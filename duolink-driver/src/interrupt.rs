//! Interrupt sources and vector dispatch

/// Hardware event consumer
///
/// Implementors run in interrupt context. They must not block and should only
/// update bounded state or post work for the dispatch loop.
pub trait InterruptSource {
    fn on_event(&self);
}

/// Hardware interrupt vector number
#[derive(Debug, Copy, Clone, PartialEq, Eq, PartialOrd, Ord, Hash)]
#[cfg_attr(feature = "defmt", derive(defmt::Format))]
pub struct Vector(u16);

impl Vector {
    pub const fn new(number: u16) -> Self {
        Self(number)
    }

    pub const fn into_u16(self) -> u16 {
        self.0
    }
}

impl From<u16> for Vector {
    fn from(value: u16) -> Self {
        Self(value)
    }
}

impl From<Vector> for u16 {
    fn from(value: Vector) -> Self {
        value.0
    }
}

#[derive(Debug, Copy, Clone, PartialEq, Eq)]
#[cfg_attr(feature = "defmt", derive(defmt::Format))]
pub enum RegisterError {
    /// Vector number does not fit the dispatcher table
    OutOfRange,
    /// Another source is already bound to the vector
    Occupied,
}

/// Table mapping vector numbers to interrupt sources
///
/// The dispatcher is filled during bring-up and then shared with the vector table,
/// which calls [`Dispatcher::dispatch`] with the number of the active vector.
pub struct Dispatcher<'a, const N: usize> {
    sources: [Option<&'a (dyn InterruptSource + Sync)>; N],
}

impl<'a, const N: usize> Dispatcher<'a, N> {
    pub const fn new() -> Self {
        Self { sources: [None; N] }
    }

    pub fn register(
        &mut self,
        vector: Vector,
        source: &'a (dyn InterruptSource + Sync),
    ) -> Result<(), RegisterError> {
        let slot = self
            .sources
            .get_mut(usize::from(vector.0))
            .ok_or(RegisterError::OutOfRange)?;
        if slot.is_some() {
            return Err(RegisterError::Occupied);
        }
        *slot = Some(source);
        Ok(())
    }

    pub fn unregister(&mut self, vector: Vector) -> Option<&'a (dyn InterruptSource + Sync)> {
        self.sources.get_mut(usize::from(vector.0))?.take()
    }

    pub fn is_registered(&self, vector: Vector) -> bool {
        matches!(self.sources.get(usize::from(vector.0)), Some(Some(_)))
    }

    /// Forwards the event to the bound source.
    ///
    /// Returns false for unbound vectors, so the platform can count spurious interrupts.
    pub fn dispatch(&self, vector: Vector) -> bool {
        match self.sources.get(usize::from(vector.0)) {
            Some(Some(source)) => {
                source.on_event();
                true
            }
            _ => false,
        }
    }
}

impl<const N: usize> Default for Dispatcher<'_, N> {
    fn default() -> Self {
        Self::new()
    }
}

#[cfg(test)]
mod tests {
    use super::*;
    use core::sync::atomic::{AtomicUsize, Ordering};

    struct Counter(AtomicUsize);

    impl InterruptSource for Counter {
        fn on_event(&self) {
            self.0.fetch_add(1, Ordering::Relaxed);
        }
    }

    #[test]
    fn test_dispatch_bound_vector() {
        let timer = Counter(AtomicUsize::new(0));
        let dma = Counter(AtomicUsize::new(0));
        let mut dispatcher = Dispatcher::<8>::new();
        dispatcher.register(Vector::new(1), &timer).unwrap();
        dispatcher.register(Vector::new(5), &dma).unwrap();

        assert!(dispatcher.dispatch(Vector::new(1)));
        assert!(dispatcher.dispatch(Vector::new(1)));
        assert!(dispatcher.dispatch(Vector::new(5)));
        assert!(!dispatcher.dispatch(Vector::new(2)));
        assert!(!dispatcher.dispatch(Vector::new(100)));

        assert_eq!(timer.0.load(Ordering::Relaxed), 2);
        assert_eq!(dma.0.load(Ordering::Relaxed), 1);
    }

    #[test]
    fn test_register_errors() {
        let source = Counter(AtomicUsize::new(0));
        let mut dispatcher = Dispatcher::<4>::new();
        dispatcher.register(Vector::new(0), &source).unwrap();

        assert_eq!(
            dispatcher.register(Vector::new(0), &source),
            Err(RegisterError::Occupied)
        );
        assert_eq!(
            dispatcher.register(Vector::new(4), &source),
            Err(RegisterError::OutOfRange)
        );

        assert!(dispatcher.unregister(Vector::new(0)).is_some());
        assert!(!dispatcher.is_registered(Vector::new(0)));
        dispatcher.register(Vector::new(0), &source).unwrap();
    }
}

## What you will do
Every record, word for word, must be returned.

## Your solution
filename duolink-driver/src/interrupt.rs
//! Interrupt sources and vector dispatch

/// Hardware event consumer
///
/// Implementors run in interrupt context. They must not block and should only
/// update bounded state or post work for the dispatch loop.
pub trait InterruptSource {
    fn on_event(&self);
}

/// Hardware interrupt vector number
#[derive(Debug, Copy, Clone, PartialEq, Eq, PartialOrd, Ord, Hash)]
#[cfg_attr(feature = "defmt", derive(defmt::Format))]
pub struct Vector(u16);

impl Vector {
    pub const fn new(number: u16) -> Self {
        Self(number)
    }

    pub const fn into_u16(self) -> u16 {
        self.0
    }
}

impl From<u16> for Vector {
    fn from(value: u16) -> Self {
        Self(value)
    }
}

impl From<Vector> for u16 {
    fn from(value: Vector) -> Self {
        value.0
    }
}

#[derive(Debug, Copy, Clone, PartialEq, Eq)]
#[cfg_attr(feature = "defmt", derive(defmt::Format))]
pub enum RegisterError {
    /// Vector number does not fit the dispatcher table
    OutOfRange,
    /// Another source is already bound to the vector
    Occupied,
}

/// Table mapping vector numbers to interrupt sources
///
/// The dispatcher is filled during bring-up and then shared with the vector table,
/// which calls [`Dispatcher::dispatch`] with the number of the active vector.
pub struct Dispatcher<'a, const N: usize> {
    sources: [Option<&'a (dyn InterruptSource + Sync)>; N],
}

impl<'a, const N: usize> Dispatcher<'a, N> {
    pub const fn new() -> Self {
        Self { sources: [None; N] }
    }

    pub fn register(
        &mut self,
        vector: Vector,
        source: &'a (dyn InterruptSource + Sync),
    ) -> Result<(), RegisterError> {
        let slot = self
            .sources
            .get_mut(usize::from(vector.0))
            .ok_or(RegisterError::OutOfRange)?;
        if slot.is_some() {
            return Err(RegisterError::Occupied);
        }
        *slot = Some(source);
        Ok(())
    }

    pub fn unregister(&mut self, vector: Vector) -> Option<&'a (dyn InterruptSource + Sync)> {
        self.sources.get_mut(usize::from(vector.0))?.take()
    }

    pub fn is_registered(&self, vector: Vector) -> bool {
        matches!(self.sources.get(usize::from(vector.0)), Some(Some(_)))
    }

    /// Forwards the event to the bound source.
    ///
    /// Returns false for unbound vectors, so the platform can count spurious interrupts.
    pub fn dispatch(&self, vector: Vector) -> bool {
        match self.sources.get(usize::from(vector.0)) {
            Some(Some(source)) => {
                source.on_event();
                true
            }
            _ => false,
        }
    }
}

impl<const N: usize> Default for Dispatcher<'_, N> {
    fn default() -> Self {
        Self::new()
    }
}

#[cfg(test)]
mod tests {
    use super::*;
    use core::sync::atomic::{AtomicUsize, Ordering};

    struct Counter(AtomicUsize);

    impl InterruptSource for Counter {
        fn on_event(&self) {
            self.0.fetch_add(1, Ordering::Relaxed);
        }
    }

    #[test]
    fn test_dispatch_bound_vector() {
        let timer = Counter(AtomicUsize::new(0));
        let dma = Counter(AtomicUsize::new(0));
        let mut dispatcher = Dispatcher::<8>::new();
        dispatcher.register(Vector::new(1), &timer).unwrap();
        dispatcher.register(Vector::new(5), &dma).unwrap();

        assert!(dispatcher.dispatch(Vector::new(1)));
        assert!(dispatcher.dispatch(Vector::new(1)));
        assert!(dispatcher.dispatch(Vector::new(5)));
        assert!(!dispatcher.dispatch(Vector::new(2)));
        assert!(!dispatcher.dispatch(Vector::new(100)));

        assert_eq!(timer.0.load(Ordering::Relaxed), 2);
        assert_eq!(dma.0.load(Ordering::Relaxed), 1);
    }

    #[test]
    fn test_register_errors() {
        let source = Counter(AtomicUsize::new(0));
        let mut dispatcher = Dispatcher::<4>::new();
        dispatcher.register(Vector::new(0), &source).unwrap();

        assert_eq!(
            dispatcher.register(Vector::new(0), &source),
            Err(RegisterError::Occupied)
        );
        assert_eq!(
            dispatcher.register(Vector::new(4), &source),
            Err(RegisterError::OutOfRange)
        );

        assert!(dispatcher.unregister(Vector::new(0)).is_some());
        assert!(!dispatcher.is_registered(Vector::new(0)));
        dispatcher.register(Vector::new(0), &source).unwrap();
    }
}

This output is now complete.